Yousra; 21 avril 2012

 

Troisième voix:

 

Je ne sais pas ce que serait ma vie sans ma collection de papillons. Mon grand-père était entomologiste, c'est la seule chose qu'il m'a léguée. Peut-être en souvenir de nos promenades complices, lorsque j'étais tout jeune, dans les forêts ardennaises. Au fil de nos balades nous confectionnions des herbiers, des vivarium à grenouilles rainettes et nous ramassions des insectes. J'aimais le rituel: ouvrir la petit boite ayant contenue une pellicule photo, y mettre un coton imprégné d'éther et une fois la bestiole attrapée, l'y plonger pour l'endormir pour l'éternité. J'aimais beaucoup moins, au retour, quand mon grand-père les épinglait sur le polystyrène pour les exposer. Cette action là, de les piquer alors qu'ils étaient morts, me semblait plus cruelle que celle qui avait consisté à les tuer. Paradoxe qui n'apparait que maintenant, à mes yeux d'adulte raisonnant. Au décès de mon grand-père, j'ai donc récupéré toutes ces boites blanches constellées de papillons.
-Ah, parce que c'était vrai??!! ne manquent pas de s'exclamer les femmes que j'invite à boire un verre. -Franchement, le coup de la collection de papillons, je croyais que c'était juste pour me faire venir chez vous, comme une version soft de la collection d'estampes japonaises!
Lorsque je les sens déçues, on boit le verre promis et au revoir, ce qui achève de les décontenancer. Quoi? Un homme qui offre à boire sans arrière pensée? J'aime quand leurs a-priori et leurs certitudes s'écroulent, ça fait un grand fracas de verre brisé sur le plancher.
Aujourd'hui mon invitée semble réellement intéressée, elle regarde les papillons, leurs noms, et me dit qu'elle même possède dans des boites similaires des bousiers, des scarabées, des lucanes cerf volant... don de son oncle, mais que personnellement elle préfère maintenant photographier les petites bêtes, en macro, et les laisser filer.
On s'apprête à boire le verre promis, de sa part aucune ambiguïté.
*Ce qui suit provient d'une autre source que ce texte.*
// This Source Code Form is subject to the terms of the Mozilla Public
// License, v. 2.0. If a copy of the MPL was not distributed with this
// file, You can obtain one at https://mozilla.org/MPL/2.0/.

use std::net::SocketAddr;
use std::path::PathBuf;

use clap::{Args, Parser, Subcommand};
use utsp_rules::ValidationConfig;

#[derive(Parser)]
#[command(name = "utsp")]
#[command(version)]
#[command(about = "Validering av A4_Utsp-egenskaper i IFC-filer")]
pub struct Cli {
    #[command(subcommand)]
    pub command: Command,
}

#[derive(Subcommand)]
pub enum Command {
    /// Validate IFC files and write reports
    Validate(ValidateArgs),

    /// Serve the upload page
    Serve(ServeArgs),
}

#[derive(Args, Debug)]
pub struct ValidateArgs {
    /// IFC files or directories containing IFC files
    #[arg(required = true, num_args = 1..)]
    pub inputs: Vec<PathBuf>,

    /// Directory for reports and annotated models
    #[arg(short, long, env = "UTSP_OUTPUT_DIR", default_value = "data/output")]
    pub output: PathBuf,

    /// Skip the Excel report
    #[arg(long)]
    pub no_excel: bool,

    /// Skip the HTML report
    #[arg(long)]
    pub no_html: bool,

    /// Skip the annotated IFC files
    #[arg(long)]
    pub no_ifc: bool,

    /// Colour elements by status in the annotated IFC files
    #[arg(long)]
    pub colorize: bool,

    #[command(flatten)]
    pub rules: RuleArgs,
}

#[derive(Args, Debug)]
pub struct ServeArgs {
    /// Address to listen on
    #[arg(long, env = "UTSP_ADDR", default_value = "127.0.0.1:8080")]
    pub addr: SocketAddr,

    /// Maximum size of one upload request, in megabytes
    #[arg(long, default_value_t = 512)]
    pub max_upload_mb: usize,

    #[command(flatten)]
    pub rules: RuleArgs,
}

#[derive(Args, Debug, Default)]
pub struct RuleArgs {
    /// Discipline code recognised in file names (repeatable; default RIV, RIE, RIVA)
    #[arg(long = "discipline", value_name = "CODE")]
    pub disciplines: Vec<String>,
}

impl RuleArgs {
    pub fn config(&self) -> ValidationConfig {
        ValidationConfig::default().with_disciplines(self.disciplines.clone())
    }
}

#[cfg(test)]
mod tests {
    use super::*;
    use clap::CommandFactory;

    #[test]
    fn test_cli_definition() {
        Cli::command().debug_assert();
    }

    #[test]
    fn test_validate_flags() {
        let cli = Cli::try_parse_from([
            "utsp", "validate", "a.ifc", "dir", "-o", "out", "--no-html", "--discipline", "ARK",
        ])
        .unwrap();
        let Command::Validate(args) = cli.command else {
            panic!("expected validate");
        };
        assert_eq!(args.inputs, vec![PathBuf::from("a.ifc"), PathBuf::from("dir")]);
        assert_eq!(args.output, PathBuf::from("out"));
        assert!(args.no_html && !args.no_excel && !args.no_ifc);
        assert_eq!(args.rules.config().disciplines, vec!["ARK".to_string()]);
    }

    #[test]
    fn test_default_disciplines() {
        let config = RuleArgs::default().config();
        assert_eq!(config.disciplines, vec!["RIV", "RIE", "RIVA"]);
    }

    #[test]
    fn test_validate_needs_input() {
        assert!(Cli::try_parse_from(["utsp", "validate"]).is_err());
    }
}
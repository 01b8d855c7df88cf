// ABOUTME: SSE event streaming handler for real-time session event delivery.
// ABOUTME: Subscribes to a session's broadcast channel and converts events to SSE format.

use axum::extract::{Path, State};
use axum::http::StatusCode;
use axum::response::sse::{Event as SseEvent, KeepAlive, Sse};
use axum::response::IntoResponse;
use futures::stream::{Stream, StreamExt};
use tokio_stream::wrappers::BroadcastStream;
use ulid::Ulid;

use agentdock_core::RunEvent;

use crate::app_state::SharedState;

/// Convert a broadcast receiver into an SSE-compatible stream. The SSE event
/// name is the payload's snake_case kind; the data is the full event JSON.
fn event_stream_from_receiver(
    rx: tokio::sync::broadcast::Receiver<RunEvent>,
) -> impl Stream<Item = Result<SseEvent, axum::Error>> {
    BroadcastStream::new(rx).filter_map(|result| async move {
        match result {
            Ok(event) => {
                let event_type = event.payload.kind();
                let data = serde_json::to_string(&event).ok()?;
                Some(Ok(SseEvent::default().event(event_type).data(data)))
            }
            Err(_) => None,
        }
    })
}

/// GET /api/apps/{app}/sessions/{id}/events/stream - SSE endpoint for
/// real-time session event streaming.
pub async fn event_stream(
    State(state): State<SharedState>,
    Path((_app_name, id)): Path<(String, String)>,
) -> impl IntoResponse {
    let session_id = match id.parse::<Ulid>() {
        Ok(id) => id,
        Err(_) => {
            return (StatusCode::BAD_REQUEST, "invalid session id").into_response();
        }
    };

    let handle = match state.sessions.get(session_id).await {
        Some(h) => h,
        None => {
            return (StatusCode::NOT_FOUND, "session not found").into_response();
        }
    };

    let rx = handle.subscribe();
    let stream = event_stream_from_receiver(rx);

    Sse::new(stream)
        .keep_alive(KeepAlive::default())
        .into_response()
}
Est-elle à ce point ingénue? Naïve? Timide? Devant tant de candeur, ce sont mes à priori à moi qui se fracassent contre les murs; une femme qui monte boire un verre sans arrière pensée, et qui en plus n'a pas l'air d'avoir peur? Ça existe? On était en grande conversation sur les mérites du reflex numérique pour la photographie naturaliste quand, clac, le compteur a disjoncté. C'est ma faute, j'avais oublié dans mon trouble que lorsque j'allume la bouilloire (oui, mon invitée avait préféré du thé vert au verre de bière proposé), il me faut penser à éteindre le chauffage que j'avais poussé à fond dans l'éventualité de... d'avoir à être moins habillé.
Nous voilà donc tous les deux, assis, cote à cote sur mon minuscule canapé, dans le noir. Avec n'importe qu'elle autre déçue par ma collection de papillon, j'en aurais évidemment immédiatement profité, mais avec elle... j'ai eu honte, une intense honte m'a submergée, si elle allait croire que c'était prémédité? Je ne savais plus quoi faire, où me mettre, comme cette ampoule qui grille, disparaître complètement, sans laisser de trace, n’être jamais né. Qu'allait elle faire? Me gifler? S'en aller? Non, elle a sorti un briquet de sa poche et à sa lueur a repéré une bougie cadeau de ma mère, anti tabac, ou citronnelle, je ne sais plus, qui traînait dans le bazar de la table basse.
Vous avez raison, c'est plus romantique comme ça, et puisqu'on ne peut plus faire d'eau chaude, puis-je partager votre bière? Dit-elle en attrapant ma canette.
J'ai rien dit, mais j'ai compris qu'elle était hors catégorie, inclassable dans mes à priori. Du coup, je n'ai pas été surpris lorsqu'en partant elle m'a dit: samedi, je fais une balade-photo, ça vous dit? Pour le retour, je mettrai de la bière au frigo, apportez donc une chandelle.
D'un seul coup, j'ai retrouvé confiance en la vie, envie de croire que je pouvais encore être surpris, vivre des belles choses. Du reste je ne peux pas dire que je sois spécialement malheureux : grâce à Dieu j’ai toujours été en bonne santé. Mais là c'était différent, ce n'était pas l'absence de malheur, c'était vraiment le bonheur qui cognait à mon cœur. Ah au fait, elle s'appelle yousra.

Amray, 21 avril 2012

 

Ces trois textes devaient contenir

Trois phrases extraites des chroniques d’Antonio Lobo Antunes :
1/ Je ne sais pas ce que serait ma vie sans ma collection de papillons.
2/ Comme une ampoule qui grille, disparaître complètement, sans laisser de trace, n’être jamais né.
3/ Du reste je ne peux pas dire que je sois spécialement malheureux : grâce à Dieu j’ai toujours été en bonne santé.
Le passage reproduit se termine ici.